▶ [ABOUT THIS EXERCISE] Pull each line holding the word "health" from the data.

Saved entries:

^^^^^^^^^^^^^^^^

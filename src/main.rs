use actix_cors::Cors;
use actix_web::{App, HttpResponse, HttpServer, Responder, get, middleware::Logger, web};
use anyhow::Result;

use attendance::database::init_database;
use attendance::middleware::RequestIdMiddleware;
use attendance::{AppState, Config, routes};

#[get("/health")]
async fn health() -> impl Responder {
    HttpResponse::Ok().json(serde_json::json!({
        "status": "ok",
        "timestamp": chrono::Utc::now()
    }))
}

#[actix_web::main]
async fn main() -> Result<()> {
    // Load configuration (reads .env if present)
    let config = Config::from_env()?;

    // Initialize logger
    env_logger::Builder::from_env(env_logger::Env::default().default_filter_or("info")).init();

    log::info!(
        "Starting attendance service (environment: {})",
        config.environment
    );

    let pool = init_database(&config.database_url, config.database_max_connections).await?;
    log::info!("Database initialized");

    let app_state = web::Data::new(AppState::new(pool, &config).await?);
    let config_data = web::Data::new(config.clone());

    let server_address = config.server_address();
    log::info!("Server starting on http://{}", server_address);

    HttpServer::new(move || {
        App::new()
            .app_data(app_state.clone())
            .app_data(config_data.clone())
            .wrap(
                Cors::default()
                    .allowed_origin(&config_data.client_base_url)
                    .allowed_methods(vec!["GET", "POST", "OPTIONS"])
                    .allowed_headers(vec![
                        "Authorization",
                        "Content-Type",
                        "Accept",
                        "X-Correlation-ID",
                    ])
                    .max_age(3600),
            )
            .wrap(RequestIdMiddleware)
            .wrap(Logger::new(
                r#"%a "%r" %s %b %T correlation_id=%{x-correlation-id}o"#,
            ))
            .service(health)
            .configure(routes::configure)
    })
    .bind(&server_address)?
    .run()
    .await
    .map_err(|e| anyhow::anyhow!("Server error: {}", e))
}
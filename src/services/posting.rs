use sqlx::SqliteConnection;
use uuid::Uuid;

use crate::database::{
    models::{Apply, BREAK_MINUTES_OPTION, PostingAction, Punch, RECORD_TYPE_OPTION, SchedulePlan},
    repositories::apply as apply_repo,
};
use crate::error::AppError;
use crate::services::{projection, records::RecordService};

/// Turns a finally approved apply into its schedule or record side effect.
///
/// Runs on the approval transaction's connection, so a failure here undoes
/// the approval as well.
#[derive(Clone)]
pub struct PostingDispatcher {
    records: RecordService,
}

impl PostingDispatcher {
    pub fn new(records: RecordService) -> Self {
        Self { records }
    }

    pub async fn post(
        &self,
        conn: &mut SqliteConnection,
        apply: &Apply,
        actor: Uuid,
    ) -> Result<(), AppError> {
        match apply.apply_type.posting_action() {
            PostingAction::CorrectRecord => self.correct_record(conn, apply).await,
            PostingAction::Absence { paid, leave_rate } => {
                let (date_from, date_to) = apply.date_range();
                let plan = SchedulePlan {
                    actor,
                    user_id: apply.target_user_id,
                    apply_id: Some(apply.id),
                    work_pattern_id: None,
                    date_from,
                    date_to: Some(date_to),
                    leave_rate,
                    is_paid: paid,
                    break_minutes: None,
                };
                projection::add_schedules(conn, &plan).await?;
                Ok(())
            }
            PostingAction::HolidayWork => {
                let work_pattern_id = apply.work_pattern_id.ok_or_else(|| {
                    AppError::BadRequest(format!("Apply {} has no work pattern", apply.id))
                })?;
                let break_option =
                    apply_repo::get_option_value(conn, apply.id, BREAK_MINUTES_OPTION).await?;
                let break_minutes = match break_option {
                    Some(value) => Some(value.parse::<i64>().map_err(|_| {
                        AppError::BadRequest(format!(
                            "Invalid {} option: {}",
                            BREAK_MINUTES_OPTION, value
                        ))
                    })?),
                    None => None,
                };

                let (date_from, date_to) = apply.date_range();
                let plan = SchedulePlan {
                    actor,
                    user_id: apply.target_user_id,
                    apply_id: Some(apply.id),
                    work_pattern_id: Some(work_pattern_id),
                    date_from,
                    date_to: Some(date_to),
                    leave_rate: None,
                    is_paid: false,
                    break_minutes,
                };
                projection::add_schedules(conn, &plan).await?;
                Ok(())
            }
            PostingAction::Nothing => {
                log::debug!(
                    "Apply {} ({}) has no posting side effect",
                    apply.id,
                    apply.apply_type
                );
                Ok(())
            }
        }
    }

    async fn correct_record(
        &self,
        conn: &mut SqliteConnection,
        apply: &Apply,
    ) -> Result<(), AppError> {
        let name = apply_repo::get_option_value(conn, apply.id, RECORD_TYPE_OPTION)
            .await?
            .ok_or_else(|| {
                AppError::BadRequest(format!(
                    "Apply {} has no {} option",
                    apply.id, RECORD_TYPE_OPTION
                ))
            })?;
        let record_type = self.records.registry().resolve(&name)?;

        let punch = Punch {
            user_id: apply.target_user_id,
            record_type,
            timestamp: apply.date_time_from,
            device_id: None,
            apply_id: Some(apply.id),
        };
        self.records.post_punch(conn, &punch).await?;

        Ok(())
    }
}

^^^^^^^^^^^^^^^^

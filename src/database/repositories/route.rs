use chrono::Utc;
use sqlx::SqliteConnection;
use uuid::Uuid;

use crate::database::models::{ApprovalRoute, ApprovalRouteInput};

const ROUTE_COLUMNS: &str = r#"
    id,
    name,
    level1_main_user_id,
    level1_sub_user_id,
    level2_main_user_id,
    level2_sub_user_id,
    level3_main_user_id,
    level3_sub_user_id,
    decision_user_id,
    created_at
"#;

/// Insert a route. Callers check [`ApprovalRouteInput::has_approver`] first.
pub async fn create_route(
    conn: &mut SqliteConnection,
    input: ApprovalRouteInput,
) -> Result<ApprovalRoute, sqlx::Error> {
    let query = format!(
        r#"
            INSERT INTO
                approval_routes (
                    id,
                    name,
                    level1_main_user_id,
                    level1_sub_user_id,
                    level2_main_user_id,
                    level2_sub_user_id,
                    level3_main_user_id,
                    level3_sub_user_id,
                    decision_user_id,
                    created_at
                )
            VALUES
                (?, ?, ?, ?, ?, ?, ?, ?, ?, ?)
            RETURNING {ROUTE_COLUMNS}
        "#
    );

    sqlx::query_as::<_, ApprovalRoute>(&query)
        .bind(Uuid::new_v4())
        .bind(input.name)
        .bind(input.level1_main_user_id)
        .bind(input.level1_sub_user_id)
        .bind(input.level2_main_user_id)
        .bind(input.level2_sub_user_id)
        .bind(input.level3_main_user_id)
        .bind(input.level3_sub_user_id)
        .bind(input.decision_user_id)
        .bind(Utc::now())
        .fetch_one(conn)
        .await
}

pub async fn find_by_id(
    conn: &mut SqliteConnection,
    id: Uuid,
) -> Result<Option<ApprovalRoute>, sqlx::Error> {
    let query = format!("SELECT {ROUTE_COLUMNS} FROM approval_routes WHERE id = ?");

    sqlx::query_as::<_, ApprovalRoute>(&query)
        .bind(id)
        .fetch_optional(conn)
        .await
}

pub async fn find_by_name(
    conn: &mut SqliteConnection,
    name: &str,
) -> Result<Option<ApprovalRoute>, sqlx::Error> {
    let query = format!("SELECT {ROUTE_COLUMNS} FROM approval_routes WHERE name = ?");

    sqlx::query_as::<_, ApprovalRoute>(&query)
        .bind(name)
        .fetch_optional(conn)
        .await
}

^^^^^^^^^^^^^^^^

▶ [ANSWER TO THIS PROBLEM]
#[get("/health")]
async fn health() -> impl Responder {
            .service(health)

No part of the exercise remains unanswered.